Quant à elle, vingt-neuf ans après le coup d’État, la dictature immobile continue d’exhiber l’étendue de sa violence et de son immoralité, seulement égalées par son inconcevable médiocrité. Installé dans le sang, ce régime conduit toujours le pays, dans l’arbitraire et la stérilité mais avec une main de fer, vers des lendemains lourds de menaces. La pandémie a certes contraint l’expression populaire, mais il serait gravement fautif de la penser éteinte. Bien au contraire. Les événements du quotidien sur l’ensemble du territoire en attestent et les incantations des porte-voix du régime n’y font rien : le hirak est toujours vivant. Tout ce qui provoque et alimente l’indignation et l’exaspération des citoyens n’a pas évolué d’un iota. La fraude électorale, la poudre aux yeux pseudo-constitutionnelle et l’injustice structurelle sont les derniers instruments inopérants d’un régime asphyxié.

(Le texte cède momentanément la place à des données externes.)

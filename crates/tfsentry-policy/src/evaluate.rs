use crate::EvaluationError;
use crate::corpus::PolicyCorpus;
use serde_json::{Map, Value};
use tfsentry_document::{Cancellation, Document};
use tfsentry_types::ids::{
    FIELD_MSG, FIELD_SEVERITY_TAG, RULE_DENY, RULE_VIOLATION, RULE_WARN, TAG_FAIL, TAG_WARN,
};
use tracing::{debug, warn};

/// The predicate families queried in every namespace.
#[derive(Clone, Copy, Debug, PartialEq, Eq, PartialOrd, Ord, Hash)]
pub enum RuleFamily {
    Deny,
    Violation,
    Warn,
}

impl RuleFamily {
    pub const ALL: [RuleFamily; 3] = [RuleFamily::Deny, RuleFamily::Violation, RuleFamily::Warn];

    pub fn as_str(self) -> &'static str {
        match self {
            RuleFamily::Deny => RULE_DENY,
            RuleFamily::Violation => RULE_VIOLATION,
            RuleFamily::Warn => RULE_WARN,
        }
    }

    /// `FAIL` for deny/violation, `WARN` for warn.
    pub fn tag(self) -> &'static str {
        match self {
            RuleFamily::Deny | RuleFamily::Violation => TAG_FAIL,
            RuleFamily::Warn => TAG_WARN,
        }
    }

    pub fn query(self, namespace: &str) -> String {
        format!("data.{namespace}.{}", self.as_str())
    }
}

/// One object produced by a rule, tagged with where it came from.
#[derive(Clone, Debug, PartialEq)]
pub struct RawRuleOutput {
    pub namespace: String,
    pub family: RuleFamily,
    pub fields: Map<String, Value>,
}

impl RawRuleOutput {
    pub fn query(&self) -> String {
        self.family.query(&self.namespace)
    }

    pub fn str_field(&self, key: &str) -> Option<&str> {
        self.fields.get(key).and_then(Value::as_str)
    }

    pub fn line_field(&self, key: &str) -> u32 {
        self.fields
            .get(key)
            .and_then(Value::as_f64)
            .filter(|n| n.is_finite() && *n > 0.0)
            .map(|n| n.min(f64::from(u32::MAX)) as u32)
            .unwrap_or(0)
    }
}

/// Evaluate every namespace of the corpus against one document.
///
/// A failing family query is logged and contributes nothing; cancellation stops the whole
/// evaluation.
pub fn evaluate_document(
    corpus: &PolicyCorpus,
    document: &Document,
    cancel: &Cancellation,
) -> Result<Vec<RawRuleOutput>, EvaluationError> {
    let json = serde_json::to_string(document)
        .map_err(|err| EvaluationError::Input { message: err.to_string() })?;
    let input = regorus::Value::from_json_str(&json)
        .map_err(|err| EvaluationError::Input { message: format!("{err:#}") })?;

    let mut engine = corpus.engine();
    engine.set_input(input);

    let mut outputs = Vec::new();
    for namespace in corpus.namespaces() {
        cancel.check()?;
        for family in RuleFamily::ALL {
            let query = family.query(namespace);
            let results = match engine.eval_query(query.clone(), false) {
                Ok(results) => results,
                Err(err) => {
                    warn!(query = %query, error = %format!("{err:#}"), "rule evaluation failed");
                    continue;
                }
            };

            let before = outputs.len();
            for result in results.result {
                for expression in result.expressions {
                    if expression.value == regorus::Value::Undefined {
                        continue;
                    }
                    match serde_json::to_value(&expression.value) {
                        Ok(value) => collect_outputs(namespace, family, value, &mut outputs),
                        Err(err) => warn!(query = %query, error = %err, "unreadable rule output"),
                    }
                }
            }
            if outputs.len() > before {
                debug!(query = %query, count = outputs.len() - before, "rule produced output");
            }
        }
    }

    Ok(outputs)
}

/// Flatten a rule value into tagged outputs: a set or array yields one output per member.
pub fn collect_outputs(
    namespace: &str,
    family: RuleFamily,
    value: Value,
    out: &mut Vec<RawRuleOutput>,
) {
    match value {
        Value::Array(items) => {
            for item in items {
                push_output(namespace, family, item, out);
            }
        }
        other => push_output(namespace, family, other, out),
    }
}

fn push_output(namespace: &str, family: RuleFamily, item: Value, out: &mut Vec<RawRuleOutput>) {
    let mut fields = match item {
        Value::Object(fields) => fields,
        Value::String(msg) => {
            let mut fields = Map::new();
            fields.insert(FIELD_MSG.to_string(), Value::String(msg));
            fields
        }
        other => {
            debug!(namespace, family = family.as_str(), value = %other, "ignoring non-object rule output");
            return;
        }
    };
    fields.insert(
        FIELD_SEVERITY_TAG.to_string(),
        Value::String(family.tag().to_string()),
    );
    out.push(RawRuleOutput {
        namespace: namespace.to_string(),
        family,
        fields,
    });
}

Tandis que la situation générale se détériore inexorablement à mesure que le système se recroqueville dans son bunker sécuritaire, le hirak est plus que jamais une réalité active et demeure l’expression pacifique mais déterminée pour la renaissance économique et sociale, pour l’évolution ordonnée de la vie politique du pays. Le hirak, réponse populaire à la faillite de la dictature, est la voie des Algériennes et des Algériens vers l’État de droit et les libertés démocratiques.
[1] Voir Algeria-Watch, Dossier Algérie, 1988-2016, 13 juin 2016 ; et Comité Justice pour l’Algérie, Dossiers présentés au Tribunal permanent des peuples, novembre 2004,
[2] Voir Omar Benderra, François Gèze, Rafik Lebdjaoui et Salima Mellah (dir.), Hirak en Algérie. L’invention d’un soulèvement, La Fabrique Éditions, Paris, 2020.
[3] Voir Habib Souaïdia, « Le séisme politique au sein de la “coupole” des décideurs algériens de l’été 2018 », Algeria-Watch, 21 octobre 2018.
[4] « À cause de la pandémie : un demi-million d’emplois perdus en Algérie », Réflexion, 2 décembre 2020.
[5] Makhlouf Mehheni, « Détenus politiques et d’opinion : ils sont près de 90, selon le CNLD », TSA, 4 janvier 2021.
[6] Voir Omar Benderra et François Gèze, « Entre manœuvres et répression, le hirak obsession du régime », vidéo d’Algeria-Watch, 19 octobre 2020.
[7] Même si certains « décideurs » sont disposés à ce reniement. Dès 2003, l’un des parrains du régime, le général Nezzar, n’a pas hésité ainsi à se démarquer publiquement de la lutte du peuple sahraoui (voir Samir Sobh, « K. Nezzar : “L’Algérie n’a pas besoin d’un nouvel État à ses frontières” », La Gazette du Maroc, 10 mars 2003).
[8] Voir notamment Amin Allal, Youcef Chekkar, Lalia Chenoufi, Nacira Guénif-Souilamas, François Gèze et Farida Souiah, Hirak, Algérie en révolution(s)Mouvements, n° 102, septembre 2020.